**Exercise aim**
Give the lines below again exactly, starting with the line that holds "Some(self.data[i * self.dim + j])" and going on through the line that holds "type Output = f64;".

**Exercise data**
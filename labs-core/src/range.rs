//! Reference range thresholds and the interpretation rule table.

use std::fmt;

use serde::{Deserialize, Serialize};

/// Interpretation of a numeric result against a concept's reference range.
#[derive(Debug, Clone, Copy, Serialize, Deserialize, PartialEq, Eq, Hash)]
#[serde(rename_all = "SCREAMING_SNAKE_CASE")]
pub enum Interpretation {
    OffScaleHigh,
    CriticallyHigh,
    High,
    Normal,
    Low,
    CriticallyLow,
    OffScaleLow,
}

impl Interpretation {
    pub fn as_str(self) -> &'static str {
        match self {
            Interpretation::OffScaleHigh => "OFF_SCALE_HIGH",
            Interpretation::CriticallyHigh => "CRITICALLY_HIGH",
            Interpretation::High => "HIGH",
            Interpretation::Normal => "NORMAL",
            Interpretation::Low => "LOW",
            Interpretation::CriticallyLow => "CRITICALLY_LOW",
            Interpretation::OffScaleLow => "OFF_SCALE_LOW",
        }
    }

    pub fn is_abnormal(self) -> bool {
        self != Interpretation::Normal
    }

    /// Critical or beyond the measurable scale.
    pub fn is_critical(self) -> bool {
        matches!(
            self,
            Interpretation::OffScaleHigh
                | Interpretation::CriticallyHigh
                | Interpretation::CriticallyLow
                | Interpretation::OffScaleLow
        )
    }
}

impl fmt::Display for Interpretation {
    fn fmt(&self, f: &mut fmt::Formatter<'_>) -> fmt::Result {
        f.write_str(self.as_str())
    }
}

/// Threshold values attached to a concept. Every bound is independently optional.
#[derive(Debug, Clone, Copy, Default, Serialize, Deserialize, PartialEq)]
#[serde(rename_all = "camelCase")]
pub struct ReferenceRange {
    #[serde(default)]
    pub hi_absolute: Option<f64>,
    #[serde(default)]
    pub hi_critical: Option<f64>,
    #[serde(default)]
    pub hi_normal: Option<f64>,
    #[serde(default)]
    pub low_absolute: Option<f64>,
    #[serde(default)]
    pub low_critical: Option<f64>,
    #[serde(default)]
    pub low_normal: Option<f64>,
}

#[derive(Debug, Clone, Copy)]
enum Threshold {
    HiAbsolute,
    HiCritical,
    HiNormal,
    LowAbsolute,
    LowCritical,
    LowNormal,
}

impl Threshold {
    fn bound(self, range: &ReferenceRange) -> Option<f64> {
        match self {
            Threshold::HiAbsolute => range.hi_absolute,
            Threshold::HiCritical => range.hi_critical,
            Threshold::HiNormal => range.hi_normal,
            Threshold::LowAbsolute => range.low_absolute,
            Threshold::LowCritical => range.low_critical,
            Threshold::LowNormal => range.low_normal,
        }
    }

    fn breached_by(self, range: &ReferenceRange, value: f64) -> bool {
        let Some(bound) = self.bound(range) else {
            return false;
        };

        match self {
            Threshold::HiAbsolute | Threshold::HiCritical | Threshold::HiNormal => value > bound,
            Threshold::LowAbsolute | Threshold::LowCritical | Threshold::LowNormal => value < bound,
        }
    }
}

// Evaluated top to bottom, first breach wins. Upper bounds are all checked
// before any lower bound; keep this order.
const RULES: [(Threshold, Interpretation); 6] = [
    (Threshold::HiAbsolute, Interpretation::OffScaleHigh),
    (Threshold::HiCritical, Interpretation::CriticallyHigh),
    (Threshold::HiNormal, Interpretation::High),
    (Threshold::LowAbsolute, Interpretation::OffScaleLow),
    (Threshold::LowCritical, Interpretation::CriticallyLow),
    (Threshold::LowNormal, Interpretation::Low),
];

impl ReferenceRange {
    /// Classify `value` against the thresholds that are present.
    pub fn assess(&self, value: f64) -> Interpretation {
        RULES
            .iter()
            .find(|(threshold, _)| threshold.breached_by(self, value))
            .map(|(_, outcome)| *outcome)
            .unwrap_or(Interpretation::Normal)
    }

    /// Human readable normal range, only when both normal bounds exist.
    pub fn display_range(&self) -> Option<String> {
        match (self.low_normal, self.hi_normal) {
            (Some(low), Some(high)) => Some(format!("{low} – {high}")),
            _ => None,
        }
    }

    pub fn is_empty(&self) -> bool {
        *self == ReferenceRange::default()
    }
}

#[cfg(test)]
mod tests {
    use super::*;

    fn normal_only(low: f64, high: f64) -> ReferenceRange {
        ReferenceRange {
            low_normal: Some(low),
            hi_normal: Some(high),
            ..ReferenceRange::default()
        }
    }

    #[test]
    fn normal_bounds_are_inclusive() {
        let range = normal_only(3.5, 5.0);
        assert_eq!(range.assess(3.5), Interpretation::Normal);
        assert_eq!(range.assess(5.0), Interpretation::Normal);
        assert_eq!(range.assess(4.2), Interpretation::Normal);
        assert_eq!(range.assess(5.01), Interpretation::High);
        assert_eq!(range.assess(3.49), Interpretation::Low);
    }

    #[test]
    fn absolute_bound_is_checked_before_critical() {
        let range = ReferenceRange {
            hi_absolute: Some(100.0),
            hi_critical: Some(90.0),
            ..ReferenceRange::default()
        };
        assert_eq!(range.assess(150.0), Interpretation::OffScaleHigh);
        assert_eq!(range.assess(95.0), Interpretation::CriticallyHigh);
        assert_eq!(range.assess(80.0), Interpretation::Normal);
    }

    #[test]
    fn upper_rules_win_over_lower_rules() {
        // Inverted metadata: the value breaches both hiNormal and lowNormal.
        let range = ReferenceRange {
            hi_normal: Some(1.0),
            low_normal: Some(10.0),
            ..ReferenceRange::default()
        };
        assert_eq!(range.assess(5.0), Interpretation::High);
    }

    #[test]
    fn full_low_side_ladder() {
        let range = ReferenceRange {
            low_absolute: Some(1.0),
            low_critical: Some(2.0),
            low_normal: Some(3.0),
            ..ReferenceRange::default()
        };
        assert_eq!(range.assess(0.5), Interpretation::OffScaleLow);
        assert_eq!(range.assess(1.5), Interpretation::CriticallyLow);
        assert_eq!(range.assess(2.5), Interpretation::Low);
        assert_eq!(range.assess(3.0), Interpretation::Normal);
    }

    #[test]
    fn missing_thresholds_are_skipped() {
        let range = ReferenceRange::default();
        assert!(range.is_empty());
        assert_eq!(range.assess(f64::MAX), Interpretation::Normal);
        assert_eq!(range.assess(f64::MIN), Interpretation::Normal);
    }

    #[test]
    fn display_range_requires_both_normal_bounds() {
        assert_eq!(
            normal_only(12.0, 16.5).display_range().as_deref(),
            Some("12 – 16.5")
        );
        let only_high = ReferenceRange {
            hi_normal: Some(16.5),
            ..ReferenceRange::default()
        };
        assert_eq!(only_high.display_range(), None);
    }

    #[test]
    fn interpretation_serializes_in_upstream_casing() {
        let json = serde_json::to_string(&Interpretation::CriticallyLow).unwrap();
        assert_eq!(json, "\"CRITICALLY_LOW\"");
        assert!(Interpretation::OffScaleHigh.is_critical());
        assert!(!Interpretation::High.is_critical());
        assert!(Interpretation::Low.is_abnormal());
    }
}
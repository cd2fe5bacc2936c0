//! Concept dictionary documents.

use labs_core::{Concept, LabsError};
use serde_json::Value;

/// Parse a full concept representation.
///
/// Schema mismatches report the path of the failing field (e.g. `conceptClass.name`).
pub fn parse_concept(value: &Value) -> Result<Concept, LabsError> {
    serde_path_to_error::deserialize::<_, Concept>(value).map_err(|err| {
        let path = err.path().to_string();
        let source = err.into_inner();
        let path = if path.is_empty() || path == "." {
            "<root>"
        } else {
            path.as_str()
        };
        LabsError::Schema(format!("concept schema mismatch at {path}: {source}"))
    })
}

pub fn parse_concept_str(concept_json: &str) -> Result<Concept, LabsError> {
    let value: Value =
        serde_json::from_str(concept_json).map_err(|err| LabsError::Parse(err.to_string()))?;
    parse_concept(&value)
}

...

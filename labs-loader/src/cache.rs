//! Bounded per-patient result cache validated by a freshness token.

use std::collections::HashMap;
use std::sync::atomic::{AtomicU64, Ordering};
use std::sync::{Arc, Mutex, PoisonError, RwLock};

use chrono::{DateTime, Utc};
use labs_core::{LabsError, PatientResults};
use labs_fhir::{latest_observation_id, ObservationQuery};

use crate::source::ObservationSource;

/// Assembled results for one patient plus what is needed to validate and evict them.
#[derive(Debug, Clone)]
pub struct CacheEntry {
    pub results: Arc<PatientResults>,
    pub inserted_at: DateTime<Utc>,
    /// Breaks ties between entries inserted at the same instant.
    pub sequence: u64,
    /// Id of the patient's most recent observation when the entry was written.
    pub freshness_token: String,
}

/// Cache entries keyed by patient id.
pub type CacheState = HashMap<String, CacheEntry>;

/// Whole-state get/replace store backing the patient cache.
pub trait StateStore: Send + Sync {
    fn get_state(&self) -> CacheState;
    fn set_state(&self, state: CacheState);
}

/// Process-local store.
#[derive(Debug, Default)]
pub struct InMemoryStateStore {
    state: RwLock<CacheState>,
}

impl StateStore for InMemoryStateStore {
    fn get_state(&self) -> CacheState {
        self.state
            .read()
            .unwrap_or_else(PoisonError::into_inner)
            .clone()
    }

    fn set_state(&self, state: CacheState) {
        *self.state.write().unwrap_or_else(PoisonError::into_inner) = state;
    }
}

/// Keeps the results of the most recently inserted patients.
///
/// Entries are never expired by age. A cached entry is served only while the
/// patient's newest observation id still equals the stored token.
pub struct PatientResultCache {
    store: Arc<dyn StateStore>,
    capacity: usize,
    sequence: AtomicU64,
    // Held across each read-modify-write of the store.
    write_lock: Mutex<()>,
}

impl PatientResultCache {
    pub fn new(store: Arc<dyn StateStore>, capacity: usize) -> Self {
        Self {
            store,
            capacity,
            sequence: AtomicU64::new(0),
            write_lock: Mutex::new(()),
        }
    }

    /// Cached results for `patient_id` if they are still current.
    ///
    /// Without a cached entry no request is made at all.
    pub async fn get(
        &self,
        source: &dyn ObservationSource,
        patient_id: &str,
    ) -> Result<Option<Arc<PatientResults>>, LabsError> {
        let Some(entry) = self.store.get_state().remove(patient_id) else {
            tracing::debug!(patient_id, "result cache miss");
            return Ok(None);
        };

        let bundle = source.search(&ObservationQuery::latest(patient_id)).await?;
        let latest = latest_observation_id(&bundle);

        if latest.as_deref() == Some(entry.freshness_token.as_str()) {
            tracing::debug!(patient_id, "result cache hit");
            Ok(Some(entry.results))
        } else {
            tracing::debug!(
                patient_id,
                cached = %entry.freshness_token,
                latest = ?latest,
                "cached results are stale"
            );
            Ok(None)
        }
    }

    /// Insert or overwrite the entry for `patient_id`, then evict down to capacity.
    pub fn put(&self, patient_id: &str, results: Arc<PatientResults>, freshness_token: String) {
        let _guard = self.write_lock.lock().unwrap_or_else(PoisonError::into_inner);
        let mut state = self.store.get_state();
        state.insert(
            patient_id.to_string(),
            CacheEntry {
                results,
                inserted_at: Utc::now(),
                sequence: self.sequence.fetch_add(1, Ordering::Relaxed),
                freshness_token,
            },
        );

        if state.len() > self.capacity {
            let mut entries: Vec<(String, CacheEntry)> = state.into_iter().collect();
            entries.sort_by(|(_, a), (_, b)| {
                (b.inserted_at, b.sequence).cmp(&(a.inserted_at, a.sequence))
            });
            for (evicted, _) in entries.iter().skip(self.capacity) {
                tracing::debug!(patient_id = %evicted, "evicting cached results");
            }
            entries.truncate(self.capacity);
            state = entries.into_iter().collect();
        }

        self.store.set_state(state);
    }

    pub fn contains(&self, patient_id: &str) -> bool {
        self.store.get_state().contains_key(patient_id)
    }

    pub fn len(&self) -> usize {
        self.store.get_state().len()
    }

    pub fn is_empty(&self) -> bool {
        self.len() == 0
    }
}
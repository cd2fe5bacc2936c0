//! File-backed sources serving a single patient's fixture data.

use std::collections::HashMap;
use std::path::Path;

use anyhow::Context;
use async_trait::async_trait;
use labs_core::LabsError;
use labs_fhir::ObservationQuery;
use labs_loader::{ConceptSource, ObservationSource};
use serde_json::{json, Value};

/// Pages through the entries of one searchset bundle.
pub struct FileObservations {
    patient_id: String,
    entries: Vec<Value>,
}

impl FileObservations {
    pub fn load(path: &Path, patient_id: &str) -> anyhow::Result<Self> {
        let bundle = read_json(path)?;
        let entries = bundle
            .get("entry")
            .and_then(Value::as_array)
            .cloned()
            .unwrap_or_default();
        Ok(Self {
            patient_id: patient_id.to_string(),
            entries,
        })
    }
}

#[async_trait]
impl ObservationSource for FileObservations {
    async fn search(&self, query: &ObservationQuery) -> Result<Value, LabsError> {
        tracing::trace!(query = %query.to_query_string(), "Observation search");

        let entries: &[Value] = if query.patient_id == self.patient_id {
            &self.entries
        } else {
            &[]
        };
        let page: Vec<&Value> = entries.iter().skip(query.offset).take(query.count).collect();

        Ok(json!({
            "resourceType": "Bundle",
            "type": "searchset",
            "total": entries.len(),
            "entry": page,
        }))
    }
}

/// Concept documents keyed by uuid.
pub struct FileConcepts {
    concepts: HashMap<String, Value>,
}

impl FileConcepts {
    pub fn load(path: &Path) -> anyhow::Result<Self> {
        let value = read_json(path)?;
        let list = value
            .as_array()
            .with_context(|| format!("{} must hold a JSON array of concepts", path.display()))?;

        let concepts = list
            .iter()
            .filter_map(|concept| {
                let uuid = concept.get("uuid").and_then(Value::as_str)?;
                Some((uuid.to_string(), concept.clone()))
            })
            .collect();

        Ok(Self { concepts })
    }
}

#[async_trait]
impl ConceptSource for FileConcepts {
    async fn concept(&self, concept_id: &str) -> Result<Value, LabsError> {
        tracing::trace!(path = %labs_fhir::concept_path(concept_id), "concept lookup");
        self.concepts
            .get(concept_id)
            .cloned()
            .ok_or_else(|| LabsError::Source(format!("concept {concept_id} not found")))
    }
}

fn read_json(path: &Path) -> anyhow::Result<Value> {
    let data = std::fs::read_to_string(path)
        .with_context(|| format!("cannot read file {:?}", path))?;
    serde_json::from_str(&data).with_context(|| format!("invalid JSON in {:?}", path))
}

* * *

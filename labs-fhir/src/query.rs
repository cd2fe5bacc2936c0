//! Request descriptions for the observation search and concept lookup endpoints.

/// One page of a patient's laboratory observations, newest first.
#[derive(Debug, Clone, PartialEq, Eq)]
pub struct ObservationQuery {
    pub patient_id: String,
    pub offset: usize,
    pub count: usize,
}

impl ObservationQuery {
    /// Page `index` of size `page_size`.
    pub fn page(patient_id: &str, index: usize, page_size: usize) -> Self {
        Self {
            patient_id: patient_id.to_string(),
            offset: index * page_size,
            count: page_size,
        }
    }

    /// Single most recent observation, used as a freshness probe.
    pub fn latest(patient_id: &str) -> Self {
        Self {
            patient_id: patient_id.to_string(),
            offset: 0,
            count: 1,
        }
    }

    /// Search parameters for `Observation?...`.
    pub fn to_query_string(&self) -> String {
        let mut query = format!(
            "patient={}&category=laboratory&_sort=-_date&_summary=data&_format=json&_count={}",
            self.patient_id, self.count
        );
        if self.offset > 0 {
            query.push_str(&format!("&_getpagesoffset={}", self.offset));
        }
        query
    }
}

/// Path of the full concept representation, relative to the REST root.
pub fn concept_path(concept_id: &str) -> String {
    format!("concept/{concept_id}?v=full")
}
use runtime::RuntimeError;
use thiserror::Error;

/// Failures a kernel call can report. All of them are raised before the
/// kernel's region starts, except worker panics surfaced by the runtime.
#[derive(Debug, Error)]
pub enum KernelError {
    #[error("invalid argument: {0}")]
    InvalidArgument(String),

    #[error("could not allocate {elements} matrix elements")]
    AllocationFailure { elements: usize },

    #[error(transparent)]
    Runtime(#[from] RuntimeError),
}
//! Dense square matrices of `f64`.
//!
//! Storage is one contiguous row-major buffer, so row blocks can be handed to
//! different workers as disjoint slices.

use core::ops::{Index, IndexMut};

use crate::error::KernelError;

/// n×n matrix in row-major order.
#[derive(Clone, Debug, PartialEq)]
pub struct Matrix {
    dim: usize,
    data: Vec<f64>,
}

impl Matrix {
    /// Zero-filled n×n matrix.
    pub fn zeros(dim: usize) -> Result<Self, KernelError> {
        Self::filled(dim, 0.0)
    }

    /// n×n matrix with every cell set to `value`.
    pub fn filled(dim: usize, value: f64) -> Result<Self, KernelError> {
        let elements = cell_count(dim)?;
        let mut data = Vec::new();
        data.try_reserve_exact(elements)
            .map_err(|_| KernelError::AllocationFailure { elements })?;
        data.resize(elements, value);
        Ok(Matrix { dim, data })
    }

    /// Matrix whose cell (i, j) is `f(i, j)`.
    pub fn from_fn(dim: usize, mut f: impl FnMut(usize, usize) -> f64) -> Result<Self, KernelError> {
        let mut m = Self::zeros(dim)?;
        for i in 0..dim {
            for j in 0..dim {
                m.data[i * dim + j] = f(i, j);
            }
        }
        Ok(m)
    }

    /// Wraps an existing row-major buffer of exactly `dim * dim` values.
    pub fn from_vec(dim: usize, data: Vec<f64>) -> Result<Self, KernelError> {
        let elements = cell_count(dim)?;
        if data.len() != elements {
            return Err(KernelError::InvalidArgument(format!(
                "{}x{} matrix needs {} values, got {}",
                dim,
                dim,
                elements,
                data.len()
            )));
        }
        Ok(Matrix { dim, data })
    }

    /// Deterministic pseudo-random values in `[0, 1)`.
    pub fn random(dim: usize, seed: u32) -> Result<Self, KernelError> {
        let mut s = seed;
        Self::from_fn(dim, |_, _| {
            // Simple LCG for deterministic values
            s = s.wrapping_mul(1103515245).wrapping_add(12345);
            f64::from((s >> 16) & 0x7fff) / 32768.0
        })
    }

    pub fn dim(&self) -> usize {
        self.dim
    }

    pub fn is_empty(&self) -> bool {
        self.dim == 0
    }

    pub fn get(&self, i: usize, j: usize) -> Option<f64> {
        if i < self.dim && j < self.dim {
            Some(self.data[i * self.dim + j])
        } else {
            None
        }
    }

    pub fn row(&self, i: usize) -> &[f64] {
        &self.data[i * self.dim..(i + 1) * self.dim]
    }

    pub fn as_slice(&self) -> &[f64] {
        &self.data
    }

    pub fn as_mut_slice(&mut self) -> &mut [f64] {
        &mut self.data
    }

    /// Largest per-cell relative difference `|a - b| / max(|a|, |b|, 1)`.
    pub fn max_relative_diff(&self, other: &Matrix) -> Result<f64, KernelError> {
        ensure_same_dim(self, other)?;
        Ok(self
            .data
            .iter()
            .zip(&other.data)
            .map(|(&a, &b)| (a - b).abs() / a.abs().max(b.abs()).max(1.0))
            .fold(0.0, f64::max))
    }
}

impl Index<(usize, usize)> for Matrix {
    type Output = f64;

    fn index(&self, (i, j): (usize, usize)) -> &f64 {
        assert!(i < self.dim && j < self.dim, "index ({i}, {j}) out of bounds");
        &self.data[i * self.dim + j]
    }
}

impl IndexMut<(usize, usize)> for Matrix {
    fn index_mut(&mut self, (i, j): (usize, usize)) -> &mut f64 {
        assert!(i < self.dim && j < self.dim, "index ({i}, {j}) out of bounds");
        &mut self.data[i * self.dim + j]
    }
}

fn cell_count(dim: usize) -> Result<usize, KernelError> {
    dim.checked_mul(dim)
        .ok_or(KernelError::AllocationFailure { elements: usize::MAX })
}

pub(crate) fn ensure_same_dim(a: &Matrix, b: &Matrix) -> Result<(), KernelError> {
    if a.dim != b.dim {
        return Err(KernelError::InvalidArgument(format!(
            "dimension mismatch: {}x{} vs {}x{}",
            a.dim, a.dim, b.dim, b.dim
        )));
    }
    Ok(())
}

**Output for this exercise**
            Some(self.data[i * self.dim + j])
        } else {
            None
        }
    }

    pub fn row(&self, i: usize) -> &[f64] {
        &self.data[i * self.dim..(i + 1) * self.dim]
    }

    pub fn as_slice(&self) -> &[f64] {
        &self.data
    }

    pub fn as_mut_slice(&mut self) -> &mut [f64] {
        &mut self.data
    }

    /// Largest per-cell relative difference `|a - b| / max(|a|, |b|, 1)`.
    pub fn max_relative_diff(&self, other: &Matrix) -> Result<f64, KernelError> {
        ensure_same_dim(self, other)?;
        Ok(self
            .data
            .iter()
            .zip(&other.data)
            .map(|(&a, &b)| (a - b).abs() / a.abs().max(b.abs()).max(1.0))
            .fold(0.0, f64::max))
    }
}

impl Index<(usize, usize)> for Matrix {
    type Output = f64;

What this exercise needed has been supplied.